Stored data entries
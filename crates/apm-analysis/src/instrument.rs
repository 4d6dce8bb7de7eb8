// Copyright 2023-Present Datadog, Inc. https://www.datadoghq.com/
// SPDX-License-Identifier: Apache-2.0

//! Timing and throughput of graph computations.
//!
//! Instrumentation is applied by wrapping a worker when the graph is wired:
//!
//! ```rust,ignore
//! let worker = instrument(
//!     persistence_worker,
//!     "/persistence/onWork/instance_metric/day",
//!     &metrics,
//! );
//! ```
//!
//! Every call to the wrapped `on_work` is timed and accumulated under the label
//! in a shared [`ComputingMetrics`] table.

use std::collections::HashMap;
use std::sync::{Arc, Mutex};
use std::time::{Duration, Instant};

use async_trait::async_trait;
use tracing::trace;

use crate::graph::{Next, Worker, WorkerId};

/// Accumulated timings of one label.
#[derive(Clone, Copy, Debug, Default, PartialEq, Eq)]
pub struct MetricSample {
    pub calls: u64,
    pub total_nanos: u64,
    pub max_nanos: u64,
}

impl MetricSample {
    #[must_use]
    pub fn average(&self) -> Duration {
        if self.calls == 0 {
            return Duration::ZERO;
        }
        Duration::from_nanos(self.total_nanos / self.calls)
    }
}

#[derive(Debug, Default)]
pub struct ComputingMetrics {
    samples: Mutex<HashMap<String, MetricSample>>,
}

impl ComputingMetrics {
    #[must_use]
    pub fn new() -> Self {
        Self::default()
    }

    pub fn record(&self, label: &str, elapsed: Duration) {
        let nanos = u64::try_from(elapsed.as_nanos()).unwrap_or(u64::MAX);
        #[allow(clippy::expect_used)]
        let mut samples = self.samples.lock().expect("lock poisoned");
        let sample = samples.entry(label.to_string()).or_default();
        sample.calls += 1;
        sample.total_nanos = sample.total_nanos.saturating_add(nanos);
        sample.max_nanos = sample.max_nanos.max(nanos);
        trace!("{label} took {nanos}ns");
    }

    #[must_use]
    pub fn get(&self, label: &str) -> Option<MetricSample> {
        #[allow(clippy::expect_used)]
        let samples = self.samples.lock().expect("lock poisoned");
        samples.get(label).copied()
    }

    /// Labels and samples, sorted by label.
    #[must_use]
    pub fn snapshot(&self) -> Vec<(String, MetricSample)> {
        #[allow(clippy::expect_used)]
        let samples = self.samples.lock().expect("lock poisoned");
        let mut snapshot: Vec<_> = samples
            .iter()
            .map(|(label, sample)| (label.clone(), *sample))
            .collect();
        snapshot.sort_by(|a, b| a.0.cmp(&b.0));
        snapshot
    }

    /// Runs `f` and records how long it took under `label`.
    pub fn time<R>(&self, label: &str, f: impl FnOnce() -> R) -> R {
        let start = Instant::now();
        let result = f();
        self.record(label, start.elapsed());
        result
    }
}

/// A worker whose `on_work` is timed under a fixed label.
pub struct Instrumented<W> {
    inner: W,
    label: String,
    metrics: Arc<ComputingMetrics>,
}

#[must_use]
pub fn instrument<W>(
    worker: W,
    label: impl Into<String>,
    metrics: &Arc<ComputingMetrics>,
) -> Instrumented<W> {
    Instrumented {
        inner: worker,
        label: label.into(),
        metrics: Arc::clone(metrics),
    }
}

#[async_trait]
impl<T, W> Worker<T> for Instrumented<W>
where
    T: Send + 'static,
    W: Worker<T>,
{
    fn id(&self) -> WorkerId {
        self.inner.id()
    }

    fn name(&self) -> &str {
        self.inner.name()
    }

    async fn on_work(&mut self, record: T, next: &Next<T>) {
        let start = Instant::now();
        self.inner.on_work(record, next).await;
        self.metrics.record(&self.label, start.elapsed());
    }

    async fn on_batch_end(&mut self, next: &Next<T>) {
        self.inner.on_batch_end(next).await;
    }

    async fn on_shutdown(&mut self, next: &Next<T>) {
        self.inner.on_shutdown(next).await;
    }
}
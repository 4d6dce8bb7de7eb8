// Copyright 2023-Present Datadog, Inc. https://www.datadoghq.com/
// SPDX-License-Identifier: Apache-2.0

use crate::graph::{GraphId, WorkerId};

/// Rejection returned when a record cannot be enqueued into a worker.
#[derive(Debug, Clone, PartialEq, Eq, thiserror::Error)]
pub enum WorkerError {
    #[error("queue of worker {0} is full")]
    QueueFull(WorkerId),
    #[error("worker {0} no longer accepts records")]
    Closed(WorkerId),
}

#[derive(Debug, Clone, PartialEq, Eq, thiserror::Error)]
pub enum GraphError {
    #[error("no graph {graph_id} registered for record type {record_type}")]
    UnknownGraph {
        graph_id: GraphId,
        record_type: &'static str,
    },
    #[error("graph {graph_id} is already registered for record type {record_type}")]
    DuplicateGraph {
        graph_id: GraphId,
        record_type: &'static str,
    },
    #[error("worker id {worker_id} is used twice in graph {graph_id}")]
    DuplicateWorker {
        graph_id: GraphId,
        worker_id: WorkerId,
    },
}

#[derive(Debug, Clone, PartialEq, Eq, thiserror::Error)]
pub enum StorageError {
    #[error("failed to read {id} from {table}: {reason}")]
    Read {
        table: String,
        id: String,
        reason: String,
    },
    #[error("failed to write batch to {table}: {reason}")]
    Write { table: String, reason: String },
}

#[derive(Debug, thiserror::Error)]
pub enum RemoteError {
    #[error("no worker {worker_id} bound for remote delivery in graph {graph_id}")]
    NoTarget {
        graph_id: GraphId,
        worker_id: WorkerId,
    },
    #[error("failed to encode or decode remote record: {0}")]
    Codec(#[from] serde_json::Error),
    #[error("failed to send record to {address}: {reason}")]
    Transport { address: String, reason: String },
}

#[derive(Debug, Clone, PartialEq, Eq, thiserror::Error)]
pub enum ListenerError {
    #[error("malformed span data: {0}")]
    Malformed(String),
}

/// Wiring failures. These surface at startup, never on the hot path.
#[derive(Debug, thiserror::Error)]
pub enum PipelineError {
    #[error("no persistence DAO bound for table {0}")]
    MissingDao(String),
    #[error("table {0} is bound to a different record type")]
    TableTypeMismatch(String),
    #[error(transparent)]
    Graph(#[from] GraphError),
    #[error(transparent)]
    Remote(#[from] RemoteError),
}

#[derive(Debug, Clone, PartialEq, Eq, thiserror::Error)]
pub enum ConfigError {
    #[error("invalid value for {name}: {value}")]
    InvalidValue { name: &'static str, value: String },
}
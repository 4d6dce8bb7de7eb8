// Copyright 2023-Present Datadog, Inc. https://www.datadoghq.com/
// SPDX-License-Identifier: Apache-2.0

use std::sync::Arc;
use std::time::Instant;

use tracing::{debug, warn};

use super::{ListenerRegistry, Point, Segment, SegmentContext, SpanListener, SpanType};
use crate::errors::ListenerError;
use crate::graph::GraphRegistry;
use crate::instrument::ComputingMetrics;

const PARSE_METRIC: &str = "/segment/parse";

/// Drives the listeners over one segment at a time.
pub struct SegmentParser {
    listeners: ListenerRegistry,
    graphs: Arc<GraphRegistry>,
    metrics: Arc<ComputingMetrics>,
}

impl SegmentParser {
    #[must_use]
    pub fn new(
        listeners: ListenerRegistry,
        graphs: Arc<GraphRegistry>,
        metrics: Arc<ComputingMetrics>,
    ) -> Self {
        Self {
            listeners,
            graphs,
            metrics,
        }
    }

    /// Feeds `segment` to a fresh listener set and builds their records.
    ///
    /// Returns `false` when the segment has no spans and nothing was built.
    pub fn parse(&self, mut segment: Segment) -> bool {
        let Some(first) = segment.spans.first_mut() else {
            debug!("Segment {} has no spans", segment.segment_id);
            return false;
        };
        let start = Instant::now();
        first.fill_minute_time_bucket();

        let context = SegmentContext::from(&segment);
        let mut listeners = self.listeners.create_listeners();

        if let Some(first) = segment.spans.first() {
            notify(&mut listeners, Point::First, &context, |listener| {
                listener.parse_first(first, &context)
            });
        }
        for span in &segment.spans {
            let point = match span.span_type {
                SpanType::Entry => Point::Entry,
                SpanType::Exit => Point::Exit,
                SpanType::Local => Point::Local,
            };
            notify(&mut listeners, point, &context, |listener| match point {
                Point::Entry => listener.parse_entry(span, &context),
                Point::Exit => listener.parse_exit(span, &context),
                _ => listener.parse_local(span, &context),
            });
        }
        for id in &segment.global_trace_ids {
            notify(&mut listeners, Point::GlobalTraceIds, &context, |listener| {
                listener.parse_global_trace_id(id, &context)
            });
        }

        for listener in listeners {
            listener.build(&self.graphs);
        }
        self.metrics.record(PARSE_METRIC, start.elapsed());
        true
    }
}

fn notify<F>(
    listeners: &mut [Box<dyn SpanListener>],
    point: Point,
    context: &SegmentContext,
    mut parse: F,
) where
    F: FnMut(&mut dyn SpanListener) -> Result<(), ListenerError>,
{
    for listener in listeners
        .iter_mut()
        .filter(|listener| listener.contains_point(point))
    {
        if let Err(e) = parse(listener.as_mut()) {
            warn!("Skipping {point:?} of segment {}: {e}", context.segment_id);
        }
    }
}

- PROBLEM DESCRIPTION
Note down each line above where the word "HashMap" occurs.

- RESPONSE AREA
use std::collections::HashMap;
    samples: Mutex<HashMap<String, MetricSample>>,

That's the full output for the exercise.